Earlier this year, Synovus Financial Corp., a provider of investment services, commercial and retail banking to 35 banks in the southeastern U.S., launched a consumer vault payment (SVP) platform for a new Automated Clearing House payment program. The project reduces consumer identity fraud risks, and gives merchants guaranteed payment from a consumer's financial institution at lower cost than credit card processing fees.

Synovus' effort was recently acknowledged as a best-in-class example in a competition by the SOA Consortium and CIO magazine. (ebizQ colleague Brenda Michelson talks about the competition here.)

Synovus partnered with NACHA, the Electronic Payments Association, and eWise, a financial software
provider, to create SVP, which has been rolled out to 37 financial institutions. The project will continue until 2012.

The project, as related by Esther Schindler in CIO, delivered some interesting payback, and made use of the SOA reuse ethic. The SVP application reportedly used 19 Web services, of which ten were reused from previous SOA implementations. Thanks to all this service reuse, project organizers judged that the cost and effort was 65 percent cheaper than a project from scratch.
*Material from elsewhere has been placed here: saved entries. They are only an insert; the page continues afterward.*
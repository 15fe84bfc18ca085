//! KDJ evaluator.
//!
//! Scores one bar of a K/D/J series with six additive rules, in order:
//! J band, K/D cross, J momentum, K-D spread, persistence in a band, and a
//! three-bar price/J divergence. Signals are appended in the same order.

use crate::error::EvalError;
use crate::series::{KdjSeries, PriceSeries};
use serde::{Deserialize, Serialize};

/// Midline separating low and high cross weights.
const CROSS_MIDLINE: f64 = 50.0;

/// Thresholds and integer weights for the KDJ rules.
#[derive(Debug, Clone, PartialEq, Serialize, Deserialize)]
#[serde(default)]
pub struct KdjConfig {
    pub j_overbought: f64,
    pub j_extreme_overbought: f64,
    pub j_oversold: f64,
    pub j_extreme_oversold: f64,
    pub j_momentum_step: f64,
    pub kd_wide_gap: f64,
    /// Bars J must stay in a band for the persistence rule. 0 or 1 disables it.
    pub persistence_bars: usize,

    pub score_overbought: i32,
    pub score_extreme_overbought: i32,
    pub score_oversold: i32,
    pub score_extreme_oversold: i32,
    pub score_golden: i32,
    pub score_golden_low: i32,
    pub score_death: i32,
    pub score_death_high: i32,
    pub score_j_up: i32,
    pub score_j_down: i32,
    pub score_k_dominant: i32,
    pub score_d_dominant: i32,
    pub score_high_persist: i32,
    pub score_low_persist: i32,
    pub score_bear_divergence: i32,
    pub score_bull_divergence: i32,
}

impl Default for KdjConfig {
    fn default() -> Self {
        Self {
            j_overbought: 80.0,
            j_extreme_overbought: 90.0,
            j_oversold: 20.0,
            j_extreme_oversold: 10.0,
            j_momentum_step: 10.0,
            kd_wide_gap: 20.0,
            persistence_bars: 3,

            score_overbought: -1,
            score_extreme_overbought: -2,
            score_oversold: 1,
            score_extreme_oversold: 2,
            score_golden: 1,
            score_golden_low: 2,
            score_death: -1,
            score_death_high: -2,
            score_j_up: 1,
            score_j_down: -1,
            score_k_dominant: 1,
            score_d_dominant: -1,
            score_high_persist: -1,
            score_low_persist: 1,
            score_bear_divergence: -2,
            score_bull_divergence: 2,
        }
    }
}

/// Integer score and fired signals for one bar.
#[derive(Debug, Clone, PartialEq, Eq, Default, Serialize, Deserialize)]
pub struct KdjEvaluation {
    pub score: i32,
    pub signals: Vec<String>,
}

impl KdjEvaluation {
    fn fire(&mut self, weight: i32, signal: String) {
        self.score += weight;
        self.signals.push(signal);
    }
}

/// Evaluate the KDJ rules at `index`.
///
/// `prices` feeds the divergence rule, which only runs when it has the same
/// length as `kdj`; pass an empty slice to disable it. Index 0 has no prior
/// bar and scores 0 with no signals.
pub fn evaluate_kdj<S, P>(
    kdj: &S,
    prices: &P,
    index: usize,
    cfg: &KdjConfig,
) -> Result<KdjEvaluation, EvalError>
where
    S: KdjSeries + ?Sized,
    P: PriceSeries + ?Sized,
{
    EvalError::check_index(index, kdj.len())?;

    let mut eval = KdjEvaluation::default();
    if index == 0 {
        return Ok(eval);
    }

    let i = index;
    let (k, d, j) = (kdj.k(i), kdj.d(i), kdj.j(i));
    let (kp, dp, jp) = (kdj.k(i - 1), kdj.d(i - 1), kdj.j(i - 1));

    // Band
    if j >= cfg.j_extreme_overbought {
        eval.fire(
            cfg.score_extreme_overbought,
            format!("KDJ extreme overbought (J >= {:.0})", cfg.j_extreme_overbought),
        );
    } else if j >= cfg.j_overbought {
        eval.fire(
            cfg.score_overbought,
            format!(
                "KDJ overbought ({:.0} <= J < {:.0})",
                cfg.j_overbought, cfg.j_extreme_overbought
            ),
        );
    } else if j <= cfg.j_extreme_oversold {
        eval.fire(
            cfg.score_extreme_oversold,
            format!("KDJ extreme oversold (J <= {:.0})", cfg.j_extreme_oversold),
        );
    } else if j <= cfg.j_oversold {
        eval.fire(
            cfg.score_oversold,
            format!(
                "KDJ oversold ({:.0} < J <= {:.0})",
                cfg.j_extreme_oversold, cfg.j_oversold
            ),
        );
    }

    // Cross
    if kp <= dp && k > d {
        let weight = if cross_level(kp, dp, k, d) < CROSS_MIDLINE {
            cfg.score_golden_low
        } else {
            cfg.score_golden
        };
        eval.fire(weight, format!("KDJ golden cross (weight {weight:+})"));
    }
    if kp >= dp && k < d {
        let weight = if cross_level(kp, dp, k, d) > CROSS_MIDLINE {
            cfg.score_death_high
        } else {
            cfg.score_death
        };
        eval.fire(weight, format!("KDJ death cross (weight {weight:+})"));
    }

    // Momentum
    let delta_j = j - jp;
    if delta_j >= cfg.j_momentum_step {
        eval.fire(
            cfg.score_j_up,
            format!("KDJ momentum up (dJ >= {:.0})", cfg.j_momentum_step),
        );
    } else if delta_j <= -cfg.j_momentum_step {
        eval.fire(
            cfg.score_j_down,
            format!("KDJ momentum down (dJ <= -{:.0})", cfg.j_momentum_step),
        );
    }

    // Spread
    if (k - d).abs() >= cfg.kd_wide_gap {
        if k > d {
            eval.fire(
                cfg.score_k_dominant,
                format!("K > D strong (gap >= {:.0})", cfg.kd_wide_gap),
            );
        } else {
            eval.fire(
                cfg.score_d_dominant,
                format!("K < D weak (gap >= {:.0})", cfg.kd_wide_gap),
            );
        }
    }

    // Persistence: needs a full window of `n` bars ending at `i`.
    let n = cfg.persistence_bars;
    if n > 1 && i + 1 >= n {
        let window = (i + 1 - n)..=i;
        if window.clone().all(|t| kdj.j(t) >= cfg.j_overbought) {
            eval.fire(
                cfg.score_high_persist,
                format!("KDJ high persistence ({n} bars)"),
            );
        }
        if window.clone().all(|t| kdj.j(t) <= cfg.j_oversold) {
            eval.fire(cfg.score_low_persist, format!("KDJ low persistence ({n} bars)"));
        }
    }

    // Divergence
    if i >= 2 && prices.len() == kdj.len() {
        let (p0, p1, p2) = (prices.at(i - 2), prices.at(i - 1), prices.at(i));
        let (j0, j1, j2) = (kdj.j(i - 2), kdj.j(i - 1), j);

        let price_higher = p2 > p1 && p1 > p0;
        let j_higher = j2 > j1 && j1 > j0;
        let price_lower = p2 < p1 && p1 < p0;
        let j_lower = j2 < j1 && j1 < j0;

        if price_higher && !j_higher {
            eval.fire(
                cfg.score_bear_divergence,
                "KDJ bearish divergence (price higher high, J not)".to_string(),
            );
        }
        if price_lower && !j_lower {
            eval.fire(
                cfg.score_bull_divergence,
                "KDJ bullish divergence (price lower low, J not)".to_string(),
            );
        }
    }

    Ok(eval)
}

/// Level at which K meets D between the prior bar and this one.
///
/// K and D are treated as straight segments between the two bars. The
/// caller guarantees they cross, so the slopes differ.
fn cross_level(kp: f64, dp: f64, k: f64, d: f64) -> f64 {
    let denom = (k - kp) - (d - dp);
    if denom == 0.0 {
        return (k + d) / 2.0;
    }
    let t = (dp - kp) / denom;
    kp + t * (k - kp)
}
Along with implementation cost savings, there was demonstrable payback in terms of revenue. SVP's had to deliver data quickly to and from merchants, billers, consumers and other financial information processors and merchant hosting companies. According to David Mize, Synovus director of architecture and development, payback is based on transaction revenue from sponsoring merchants and billers, as well as transaction fees from consumer payments and purchases.

Mize also observed that "your SOA environment is only as good as your most poorly performing service," and recommended that "companies adopting SOA put monitors in place to debug connection and data issues, such as real-time service statistics, network sniffers, and warehouse capabilities for service level agreement (SLA) management." Mize also emphasized the importance of SOA governance and architecture in reaching goals. "You don't have to get all of the things right on the first implementation. But you do have to get your architecture correct."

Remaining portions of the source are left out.